Molecular and histopathologic correlates of imaging and biological responses to neoadjuvant GnRH agonist plus enzalutamide for high risk prostate cancer.

Abstract

34 Background: AR directed therapies are standard of care for metastatic prostate cancer, and their use for high-risk localized disease may improve survival. Previous trials showed low rates of complete pathologic responses to neoadjuvant ADT. The underlying biology and molecular features of tumors that fail to respond remain unknown. Methods: Men with localized prostate cancer with high risk features received 6 months of GnRH agonist plus enzalutamide. mpMRI was performed at baseline and prior to RP. MRI-US fusion guided biopsies were performed at study enrollment. RP specimens were sectioned in the same plane as mpMRI. Imaging and anatomical landmarks on pre- and post-treatment mpMRI were used to match targeted biopsies to RPs. IHC stains including AR, GR, and SYP were performed to guide laser capture microdissection (LCM) and characterization of residual disease. DNA was extracted from LCM biopsy and RP tissues. Whole exome sequencing with somatic mutation calling and copy number analysis was performed. Results: Most patients showed incomplete pathologic responses despite reductions in tumor volume. Several patients harbored multiple tumor clones prior to treatment, distinguished by distinct copy number alterations and mutations in biopsies. Alignment of biopsies to pre- and post-treatment mpMRI correlated with imaging response and histopathology of matched RP sections. Minimal genomic divergence from untreated clones on biopsy suggested intrinsic resistance, while extensive divergence indicated selection for pre-existing subclones.
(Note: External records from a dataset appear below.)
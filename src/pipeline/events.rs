//! Progress events emitted during a run

use tracing::{info, warn};

/// Run phase, used to label token refreshes
#[derive(Debug, Clone, Copy, PartialEq, Eq)]
pub enum Phase {
    CreateList,
    Bulk,
    Enrich,
}

impl Phase {
    pub fn name(&self) -> &'static str {
        match self {
            Phase::CreateList => "create_list",
            Phase::Bulk => "bulk",
            Phase::Enrich => "enrich",
        }
    }
}

/// Something that happened during a run
#[derive(Debug, Clone, PartialEq)]
pub enum UploadEvent {
    Started {
        run_id: String,
        total_rows: usize,
        valid_rows: usize,
        batches: usize,
    },
    ListResolved {
        list_key: String,
        created: bool,
    },
    TokenRefreshed {
        phase: Phase,
    },
    /// `index` is 1-based
    BatchCompleted {
        index: usize,
        total: usize,
        size: usize,
        summary: String,
        after_refresh: bool,
    },
    BatchFailed {
        index: usize,
        total: usize,
        size: usize,
        error: String,
    },
    /// `row` is the 0-based input row
    RowEnriched {
        row: usize,
        email: String,
    },
    RowFailed {
        row: usize,
        email: String,
        error: String,
    },
    RowSkipped {
        row: usize,
    },
    Finished {
        enriched: usize,
        errors: usize,
    },
}

/// Receives events as a run progresses
pub trait ProgressSink {
    fn on_event(&mut self, event: &UploadEvent);
}

/// Forwards events to `tracing`
#[derive(Debug, Default)]
pub struct LogSink;

impl ProgressSink for LogSink {
    fn on_event(&mut self, event: &UploadEvent) {
        match event {
            UploadEvent::BatchCompleted {
                index,
                total,
                summary,
                after_refresh,
                ..
            } => info!(batch = index, total, after_refresh, summary = %summary, "Batch added"),
            UploadEvent::BatchFailed {
                index, total, error, ..
            } => warn!(batch = index, total, error = %error, "Batch failed"),
            UploadEvent::RowFailed { row, email, error } => {
                warn!(row, email = %email, error = %error, "Contact update failed")
            }
            UploadEvent::ListResolved { list_key, created } => {
                info!(list_key = %list_key, created, "List ready")
            }
            UploadEvent::Finished { enriched, errors } => {
                info!(enriched, errors, "Enrichment finished")
            }
            _ => {}
        }
    }
}

/// Keeps every event, for inspection after a run
#[derive(Debug, Default)]
pub struct CollectingSink {
    pub events: Vec<UploadEvent>,
}

impl CollectingSink {
    pub fn new() -> Self {
        Self::default()
    }

    pub fn batch_failures(&self) -> usize {
        self.events
            .iter()
            .filter(|e| matches!(e, UploadEvent::BatchFailed { .. }))
            .count()
    }

    pub fn refreshes(&self) -> usize {
        self.events
            .iter()
            .filter(|e| matches!(e, UploadEvent::TokenRefreshed { .. }))
            .count()
    }
}

impl ProgressSink for CollectingSink {
    fn on_event(&mut self, event: &UploadEvent) {
        self.events.push(event.clone());
    }
}
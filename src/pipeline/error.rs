//! Error types for upload runs
//!
//! Only the errors here abort a run. Per-batch and per-row failures are
//! reported as events and counted instead.

use thiserror::Error;

use crate::api::ApiError;
use crate::config::ConfigError;
use crate::contacts::ContactsError;
use crate::mapping::MappingError;

/// Errors that stop an upload run
#[derive(Error, Debug)]
pub enum PipelineError {
    /// Bad input detected before any write
    #[error("Validation error: {0}")]
    Validation(String),

    /// Configuration problem
    #[error(transparent)]
    Config(#[from] ConfigError),

    /// Contact file problem
    #[error(transparent)]
    Contacts(#[from] ContactsError),

    /// Column mapping problem
    #[error(transparent)]
    Mapping(#[from] MappingError),

    /// The initial token exchange failed
    #[error("Authentication failed")]
    Auth(#[source] ApiError),

    /// The target list could not be created or found
    #[error("List resolution failed")]
    ListResolution(#[source] ApiError),

    /// A read call needed before the run failed
    #[error("Provider API error")]
    Api(#[source] ApiError),
}

/// Result type for pipeline operations
pub type PipelineResult<T> = Result<T, PipelineError>;

impl PipelineError {
    pub fn validation(message: impl Into<String>) -> Self {
        Self::Validation(message.into())
    }

    /// Get a user-friendly error message for CLI output
    pub fn user_message(&self) -> String {
        match self {
            PipelineError::Validation(msg) => {
                format!("Invalid input: {msg}\n\nHint: Nothing was sent to the provider.")
            }
            PipelineError::Config(e) => e.user_message(),
            PipelineError::Contacts(e) => e.user_message(),
            PipelineError::Mapping(e) => e.user_message(),
            PipelineError::Auth(e) | PipelineError::Api(e) => e.user_message(),
            PipelineError::ListResolution(e) => {
                format!("{}\n\nHint: No contacts were uploaded.", e.user_message())
            }
        }
    }
}

#[cfg(test)]
mod tests {
    use super::*;
    use std::error::Error as _;

    #[test]
    fn test_sources_are_chained() {
        let err = PipelineError::Auth(ApiError::Auth("HTTP 400".to_string()));
        assert_eq!(err.to_string(), "Authentication failed");
        assert!(err.source().unwrap().to_string().contains("HTTP 400"));
        assert!(err.user_message().contains("Hint:"));
    }

    #[test]
    fn test_validation_message() {
        let err = PipelineError::validation("list name cannot be empty");
        assert!(err.to_string().contains("list name"));
        assert!(err.user_message().contains("Nothing was sent"));
    }

    #[test]
    fn test_from_mapping_error() {
        let err: PipelineError = MappingError::MissingEmailColumn.into();
        assert!(matches!(err, PipelineError::Mapping(_)));
        assert!(err.user_message().contains("--email-column"));
    }
}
Most residual tumor was AR- and GR-positive adenocarcinoma, with some regions of AR-negative Panneth cell-like differentiation positive for synaptophysin. AR-V7 was rare in residual tumor and < 1% cells were positive for KI-67. The most common alteration in all samples was single-copy loss of chromosome 16q overlapping with ZFHX3. Conclusions: Our approach of repeated sampling by matching targeted biopsies to mpMRI demonstrates feasibility in comparing mpMRI response, pathologic treatment response, and the underlying genomic features that drive tumor development versus treatment resistance. Clinical trial information: NCT02430480.